/// One pass of deliberation. Returns `true` if the executed behaviour asks
/// for another pass within the same tick.
fn deliberation_pass(
    state: &mut CognitiveState,
    rng: &mut impl RandomSource,
    situation: &mut Situation<'_>,
    result: &mut ExecutionResult,
) -> Result<bool, TickError> {
    let library = situation.library;
    abandon_intentions(state, rng);

    if needs_new_intention(state, library)? {
        reselect(state, library, rng)?;
        state.current_plan = None;
        state.current_norm = None;
    }

    if !rng.flip(state.plan_persistence()) {
        if let Some(stopped) = state.current_plan.take() {
            state.think(format!("check what happens if I stop: {stopped}"));
        }
        if let Some(plan) = selection::select_plan(state, library, rng)? {
            state.current_plan = Some(plan.name.clone());
            state.think(format!("lets do instead {}", plan.name));
        }
    }

    let Some(current) = state.current_intention() else {
        state.think("I want nothing...");
        return Ok(false);
    };
    if current.predicate().is_none() {
        reselect(state, library, rng)?;
        if state.current_intention().is_none_or(|i| i.predicate().is_none()) {
            state.think("I want nothing...");
            return Ok(false);
        }
    }
    if let Some(label) = waiting_on_subintentions(state) {
        state.think(format!("waiting for the subintentions of {label}"));
        return Ok(false);
    }

    if state.current_plan.is_none() {
        choose_executor(state, library, rng)?;
    }
    dispatch(state, situation, result)
}

/// Drop the most recent intentions while the persistence flip fails.
fn abandon_intentions(state: &mut CognitiveState, rng: &mut impl RandomSource) {
    let keep = state.intention_persistence();
    let mut kept = rng.flip(keep);
    while !kept && !state.store().is_empty(Modality::Intention) {
        kept = rng.flip(keep);
        if let Some(dropped) = state.drop_last_intention() {
            debug!(agent_id = %state.owner(), intention = %dropped, "intention abandoned");
        }
    }
}

fn needs_new_intention(state: &mut CognitiveState, library: &Library) -> Result<bool, GuardError> {
    let waiting = match state.current_intention_id() {
        Some(id) => state.on_hold(id),
        None => false,
    };
    if waiting {
        return Ok(true);
    }
    let Some(current) = state.current_intention() else {
        return Ok(true);
    };
    if current.predicate().is_none() {
        return Ok(true);
    }
    Ok(selection::executable_plans(state, library)?.is_empty()
        && selection::executable_norms(state, library)?.is_empty())
}

fn reselect(
    state: &mut CognitiveState,
    library: &Library,
    rng: &mut impl RandomSource,
) -> Result<bool, TickError> {
    if selection::select_obligation(state, library, rng)? {
        return Ok(true);
    }
    selection::select_desire(state, library, rng)
}

/// Label of the current intention if some sub-goal on its hold list is
/// still desired.
fn waiting_on_subintentions(state: &CognitiveState) -> Option<String> {
    let current = state.current_intention()?;
    let hold = current.on_hold_until.as_ref()?;
    hold.iter()
        .any(|id| state.store().holds(Modality::Desire, *id))
        .then(|| current.to_string())
}

/// Pick the norm for the current intention, or a plan when no norm applies.
fn choose_executor(
    state: &mut CognitiveState,
    library: &Library,
    rng: &mut impl RandomSource,
) -> Result<(), GuardError> {
    let norm = selection::select_norm(state, library, rng)?;
    state.current_norm = norm.map(|n| n.name.clone());
    if let Some(norm) = norm {
        state.think(format!("use norm : {}", norm.name));
        return Ok(());
    }
    if let Some(plan) = selection::select_plan(state, library, rng)? {
        state.current_plan = Some(plan.name.clone());
        state.think(format!("use plan : {}", plan.name));
    }
    Ok(())
}

/// Execute the current norm, then the current plan.
fn dispatch(
    state: &mut CognitiveState,
    situation: &mut Situation<'_>,
    result: &mut ExecutionResult,
) -> Result<bool, TickError> {
    let library = situation.library;
    let mut again = false;

    if let Some(name) = state.current_norm.clone() {
        match library.find_norm(&name) {
            Some(norm) => {
                norm.body.run(state, situation)?;
                again |= holds_or_absent_false(norm.instantaneous.as_ref(), state)?;
                let finished = holds_or_absent_false(norm.finished_when.as_ref(), state)?;
                if finished {
                    state.current_norm = None;
                }
                debug!(agent_id = %state.owner(), norm = %name, finished, "norm executed");
                result.dispatched.push(Dispatch {
                    kind: ExecutorKind::Norm,
                    name,
                    finished,
                });
            }
            None => state.current_norm = None,
        }
    }

    if let Some(name) = state.current_plan.clone() {
        match library.find_plan(&name) {
            Some(plan) => {
                plan.body.run(state, situation)?;
                again |= holds_or_absent_false(plan.instantaneous.as_ref(), state)?;
                let finished = holds_or_absent_false(plan.finished_when.as_ref(), state)?;
                if finished {
                    state.current_plan = None;
                }
                debug!(agent_id = %state.owner(), plan = %name, finished, "plan executed");
                result.dispatched.push(Dispatch {
                    kind: ExecutorKind::Plan,
                    name,
                    finished,
                });
            }
            None => state.current_plan = None,
        }
    }
    Ok(again)
}
//! Mental-state records: the entries of the six modality stores.
//!
//! Links between records (subintentions, on-hold lists, super-intentions)
//! are [`MentalStateId`]s resolved through the owning agent's arena rather
//! than nested copies, so a record can be removed from every list that
//! mentions it without chasing aliases.

use serde::{Deserialize, Serialize};

use crate::emotion::Emotion;
use crate::enums::Modality;
use crate::ids::{AgentId, MentalStateId};
use crate::predicate::Predicate;

/// Strength given to a mental state when none is specified.
pub const DEFAULT_STRENGTH: f64 = 1.0;

// ---------------------------------------------------------------------------
// Payload
// ---------------------------------------------------------------------------

/// What a mental state is about. Exactly one kind per record.
#[derive(Debug, Clone, Serialize, Deserialize)]
#[serde(rename_all = "snake_case", tag = "kind", content = "value")]
pub enum Payload {
    /// A proposition.
    Predicate(Predicate),
    /// Another agent's (or this agent's) mental state, e.g. a belief about
    /// someone's desire.
    MentalState(Box<MentalState>),
    /// An emotion, e.g. a belief that a partner feels joy.
    Emotion(Emotion),
}

impl Payload {
    /// Payload equality as used by the stores.
    pub fn equals(&self, other: &Self) -> bool {
        match (self, other) {
            (Self::Predicate(a), Self::Predicate(b)) => a.equals(b),
            (Self::MentalState(a), Self::MentalState(b)) => a.equals(b),
            (Self::Emotion(a), Self::Emotion(b)) => a.same_as(b),
            _ => false,
        }
    }
}

// ---------------------------------------------------------------------------
// MentalState
// ---------------------------------------------------------------------------

/// One entry of a modality store.
#[derive(Debug, Clone, Serialize, Deserialize)]
pub struct MentalState {
    /// Store this record belongs to.
    pub modality: Modality,
    /// What the record is about.
    pub payload: Payload,
    /// Priority weight. Negative means unset.
    #[serde(default = "default_strength")]
    pub strength: f64,
    /// Remaining ticks before eviction. `None` lives forever.
    #[serde(default)]
    pub lifetime: Option<u32>,
    /// Agent holding the record. Assigned when the record is stored.
    #[serde(default)]
    pub owner: Option<AgentId>,
    /// Desires added as sub-goals of this record.
    #[serde(default)]
    pub subintentions: Vec<MentalStateId>,
    /// Desires this intention waits on before it may be executed.
    #[serde(default)]
    pub on_hold_until: Option<Vec<MentalStateId>>,
    /// Record this one was added as a sub-goal of.
    #[serde(default)]
    pub super_intention: Option<MentalStateId>,
}

const fn default_strength() -> f64 {
    DEFAULT_STRENGTH
}

impl MentalState {
    /// Create a record about `payload` with default strength and infinite
    /// lifetime.
    pub const fn new(modality: Modality, payload: Payload) -> Self {
        Self {
            modality,
            payload,
            strength: DEFAULT_STRENGTH,
            lifetime: None,
            owner: None,
            subintentions: Vec::new(),
            on_hold_until: None,
            super_intention: None,
        }
    }

    /// Create a record about a predicate.
    pub const fn about(modality: Modality, predicate: Predicate) -> Self {
        Self::new(modality, Payload::Predicate(predicate))
    }

    /// Shorthand for a belief about `predicate`.
    pub const fn belief(predicate: Predicate) -> Self {
        Self::about(Modality::Belief, predicate)
    }

    /// Shorthand for a desire about `predicate`.
    pub const fn desire(predicate: Predicate) -> Self {
        Self::about(Modality::Desire, predicate)
    }

    /// Shorthand for an uncertainty about `predicate`.
    pub const fn uncertainty(predicate: Predicate) -> Self {
        Self::about(Modality::Uncertainty, predicate)
    }

    /// Shorthand for an ideal about `predicate`.
    pub const fn ideal(predicate: Predicate) -> Self {
        Self::about(Modality::Ideal, predicate)
    }

    /// Shorthand for an obligation about `predicate`.
    pub const fn obligation(predicate: Predicate) -> Self {
        Self::about(Modality::Obligation, predicate)
    }

    /// Builder: set the strength.
    #[must_use]
    pub const fn with_strength(mut self, strength: f64) -> Self {
        self.strength = strength;
        self
    }

    /// Builder: set a finite lifetime.
    #[must_use]
    pub const fn with_lifetime(mut self, lifetime: u32) -> Self {
        self.lifetime = Some(lifetime);
        self
    }

    /// Builder: set the owner.
    #[must_use]
    pub const fn owned_by(mut self, owner: AgentId) -> Self {
        self.owner = Some(owner);
        self
    }

    /// Return a copy of this record moved to another modality, with all
    /// links cleared.
    #[must_use]
    pub fn as_modality(&self, modality: Modality) -> Self {
        Self {
            modality,
            payload: self.payload.clone(),
            strength: self.strength,
            lifetime: self.lifetime,
            owner: self.owner,
            subintentions: Vec::new(),
            on_hold_until: None,
            super_intention: None,
        }
    }

    /// The predicate payload, if this record is about a predicate.
    pub const fn predicate(&self) -> Option<&Predicate> {
        match &self.payload {
            Payload::Predicate(predicate) => Some(predicate),
            _ => None,
        }
    }

    /// The embedded mental state, if any.
    pub fn embedded(&self) -> Option<&Self> {
        match &self.payload {
            Payload::MentalState(state) => Some(state),
            _ => None,
        }
    }

    /// The embedded emotion, if any.
    pub const fn emotion(&self) -> Option<&Emotion> {
        match &self.payload {
            Payload::Emotion(emotion) => Some(emotion),
            _ => None,
        }
    }

    /// True if a strength has been set.
    pub fn has_strength(&self) -> bool {
        self.strength >= 0.0
    }

    /// Store equality: equal payloads and, when both are set, equal owners.
    ///
    /// Strength, lifetime, modality and links do not take part.
    pub fn equals(&self, other: &Self) -> bool {
        match (self.owner, other.owner) {
            (Some(a), Some(b)) if a != b => false,
            _ => self.payload.equals(&other.payload),
        }
    }

    /// True if the predicate payload matches `predicate` by full equality.
    pub fn is_about(&self, predicate: &Predicate) -> bool {
        self.predicate().is_some_and(|own| own.equals(predicate))
    }
}

impl core::fmt::Display for MentalState {
    fn fmt(&self, f: &mut core::fmt::Formatter<'_>) -> core::fmt::Result {
        write!(f, "{}(", self.modality)?;
        match &self.payload {
            Payload::Predicate(predicate) => write!(f, "{predicate}")?,
            Payload::MentalState(state) => write!(f, "{state}")?,
            Payload::Emotion(emotion) => write!(f, "{emotion}")?,
        }
        write!(f, ", {:.3})", self.strength)
    }
}

#[cfg(test)]
mod tests {
    use super::*;
    use crate::enums::EmotionKind;

    #[test]
    fn equality_ignores_strength_lifetime_and_modality() {
        let a = MentalState::belief(Predicate::new("water")).with_strength(0.2);
        let b = MentalState::desire(Predicate::new("water")).with_lifetime(3);
        assert!(a.equals(&b));
    }

    #[test]
    fn owners_must_agree_when_both_set() {
        let a = MentalState::belief(Predicate::new("water")).owned_by(AgentId::new());
        let b = MentalState::belief(Predicate::new("water")).owned_by(AgentId::new());
        let unowned = MentalState::belief(Predicate::new("water"));
        assert!(!a.equals(&b));
        assert!(a.equals(&unowned));
    }

    #[test]
    fn payload_kinds_never_match_each_other() {
        let pred = MentalState::belief(Predicate::new("joy"));
        let emo = MentalState::new(
            Modality::Belief,
            Payload::Emotion(Emotion::new(EmotionKind::Joy)),
        );
        assert!(!pred.equals(&emo));
        assert!(pred.predicate().is_some());
        assert!(emo.emotion().is_some());
        assert!(emo.predicate().is_none());
    }

    #[test]
    fn embedded_states_compare_recursively() {
        let inner = MentalState::desire(Predicate::new("gold"));
        let a = MentalState::new(Modality::Belief, Payload::MentalState(Box::new(inner.clone())));
        let b = MentalState::new(Modality::Belief, Payload::MentalState(Box::new(inner)));
        assert!(a.equals(&b));
        assert!(a.embedded().is_some());
    }

    #[test]
    fn modality_copy_drops_links() {
        let mut desire = MentalState::desire(Predicate::new("water")).with_strength(0.7);
        desire.subintentions.push(MentalStateId(4));
        desire.super_intention = Some(MentalStateId(1));
        let intention = desire.as_modality(Modality::Intention);
        assert_eq!(intention.modality, Modality::Intention);
        assert!(intention.subintentions.is_empty());
        assert!(intention.super_intention.is_none());
        assert!((intention.strength - 0.7).abs() < f64::EPSILON);
    }

    #[test]
    fn default_strength_is_set() {
        let state = MentalState::belief(Predicate::new("water"));
        assert!(state.has_strength());
        assert!(!state.with_strength(-1.0).has_strength());
    }
}
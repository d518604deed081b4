//! Population spawner for seeding the simulation with initial agents.
//!
//! At simulation start, the spawner creates N agents with random OCEAN
//! personalities and a few starting desires, then links random ordered
//! pairs of agents with random social link values.

use mindset_agents::CognitiveState;
use mindset_core::Population;
use mindset_core::config::SimulationConfig;
use mindset_types::{AgentId, MentalState, Personality, SocialLink};
use rand::Rng;
use tracing::{debug, info};

use crate::scenario;

/// Conscientiousness above which an agent wants to keep order.
const WARDEN_CONSCIENTIOUSNESS: f64 = 0.6;

/// Spawn the initial population described by `config`.
///
/// Agent ids are fresh UUIDs; personalities, desire strengths and links
/// come from `rng`.
pub fn spawn_population(config: &SimulationConfig, rng: &mut impl Rng) -> Population {
    let mut population =
        Population::new(config.world.seed, config.population.parallel_threshold);

    let mut ids = Vec::new();
    for _ in 0..config.population.initial_agents {
        let personality = random_personality(rng);
        let mut state = CognitiveState::new(AgentId::new(), config.engine, &config.tunables)
            .with_personality(personality);
        seed_desires(&mut state, rng);
        debug!(
            agent_id = %state.owner(),
            openness = personality.openness,
            conscientiousness = personality.conscientiousness,
            extraversion = personality.extraversion,
            agreeableness = personality.agreeableness,
            neuroticism = personality.neuroticism,
            "Spawned agent"
        );
        ids.push(population.insert(state));
    }

    let links = link_agents(&mut population, &ids, config.population.link_probability, rng);
    info!(agents = population.len(), links, "Population spawned");
    population
}

/// Draw every trait uniformly from `[0, 1]`.
fn random_personality(rng: &mut impl Rng) -> Personality {
    Personality::new(
        rng.random_range(0.0..=1.0),
        rng.random_range(0.0..=1.0),
        rng.random_range(0.0..=1.0),
        rng.random_range(0.0..=1.0),
        rng.random_range(0.0..=1.0),
    )
}

fn seed_desires(state: &mut CognitiveState, rng: &mut impl Rng) {
    state.add_desire(
        None,
        MentalState::desire(scenario::eat()).with_strength(rng.random_range(0.5..=1.0)),
    );
    state.add_desire(
        None,
        MentalState::desire(scenario::socialize()).with_strength(rng.random_range(0.2..=0.6)),
    );
    if state.personality.conscientiousness > WARDEN_CONSCIENTIOUSNESS {
        state.add_desire(
            None,
            MentalState::desire(scenario::keep_order()).with_strength(0.5),
        );
    }
}

/// Link each ordered pair with probability `probability`. Returns the
/// number of links created.
fn link_agents(
    population: &mut Population,
    ids: &[AgentId],
    probability: f64,
    rng: &mut impl Rng,
) -> usize {
    let probability = probability.clamp(0.0, 1.0);
    let mut created = 0_usize;
    for from in ids {
        for to in ids.iter().filter(|to| *to != from) {
            if !rng.random_bool(probability) {
                continue;
            }
            let link = SocialLink::new(*to)
                .with_liking(rng.random_range(-1.0..=1.0))
                .with_dominance(rng.random_range(-1.0..=1.0))
                .with_solidarity(rng.random_range(0.0..=1.0))
                .with_familiarity(rng.random_range(0.0..=1.0))
                .with_trust(rng.random_range(-1.0..=1.0));
            if let Some(state) = population.get_mut(from) {
                if state.add_social_link(link) {
                    created = created.saturating_add(1);
                }
            }
        }
    }
    created
}

// -----------------------------------------------------------------------
// Tests
// -----------------------------------------------------------------------
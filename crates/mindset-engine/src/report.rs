//! Periodic population report.
//!
//! [`ReportCallback`] implements the runner's [`TickCallback`] and logs an
//! aggregate view of the population every few ticks: how many agents are
//! pursuing something, how many emotions and obligations are held, and how
//! many norms currently stand violated.

use std::collections::BTreeMap;

use mindset_core::Population;
use mindset_core::population::TickSummary;
use mindset_core::runner::TickCallback;
use mindset_types::Modality;
use tracing::info;

/// Aggregate counts over the whole population.
#[derive(Debug, Clone, Default, PartialEq, Eq)]
pub struct PopulationReport {
    /// Emotions held, keyed by emotion name.
    pub emotions: BTreeMap<String, usize>,
    /// Obligations held.
    pub obligations: usize,
    /// Norm statuses currently violated.
    pub violations: usize,
    /// Norm statuses sanctioned since their last selection.
    pub sanctioned: usize,
}

impl PopulationReport {
    /// Count over every agent in `population`.
    pub fn of(population: &Population) -> Self {
        let mut report = Self::default();
        for state in population.iter() {
            for emotion in state.emotions().iter() {
                let count = report
                    .emotions
                    .entry(emotion.kind.as_str().to_owned())
                    .or_default();
                *count = count.saturating_add(1);
            }
            report.obligations = report
                .obligations
                .saturating_add(state.store().len(Modality::Obligation));
            for (_, status) in state.norms.iter() {
                if status.violated {
                    report.violations = report.violations.saturating_add(1);
                }
                if status.sanctioned {
                    report.sanctioned = report.sanctioned.saturating_add(1);
                }
            }
        }
        report
    }
}

/// Logs a [`PopulationReport`] every `every` ticks.
pub struct ReportCallback {
    every: u64,
}

impl ReportCallback {
    /// Report every `every` ticks (0 disables reporting).
    pub const fn new(every: u64) -> Self {
        Self { every }
    }

    fn due(&self, tick: u64) -> bool {
        tick.checked_rem(self.every).is_some_and(|r| r == 0)
    }
}

impl TickCallback for ReportCallback {
    fn on_tick(&mut self, summary: &TickSummary, population: &mut Population) {
        if !self.due(summary.tick) {
            return;
        }
        let report = PopulationReport::of(population);
        info!(
            tick = summary.tick,
            agents = summary.agents,
            intending = summary.intending(),
            dispatched = summary.dispatched(),
            obligations = report.obligations,
            violations = report.violations,
            sanctioned = report.sanctioned,
            emotions = ?report.emotions,
            "Population report"
        );
    }
}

◆ ◆ ◆ ◆ ◆

**WHAT TO PRODUCE:**
Work through the records above. Copy every line with the string "dropped".

**TASK ANSWER:**
        if let Some(dropped) = state.drop_last_intention() {
            debug!(agent_id = %state.owner(), intention = %dropped, "intention abandoned");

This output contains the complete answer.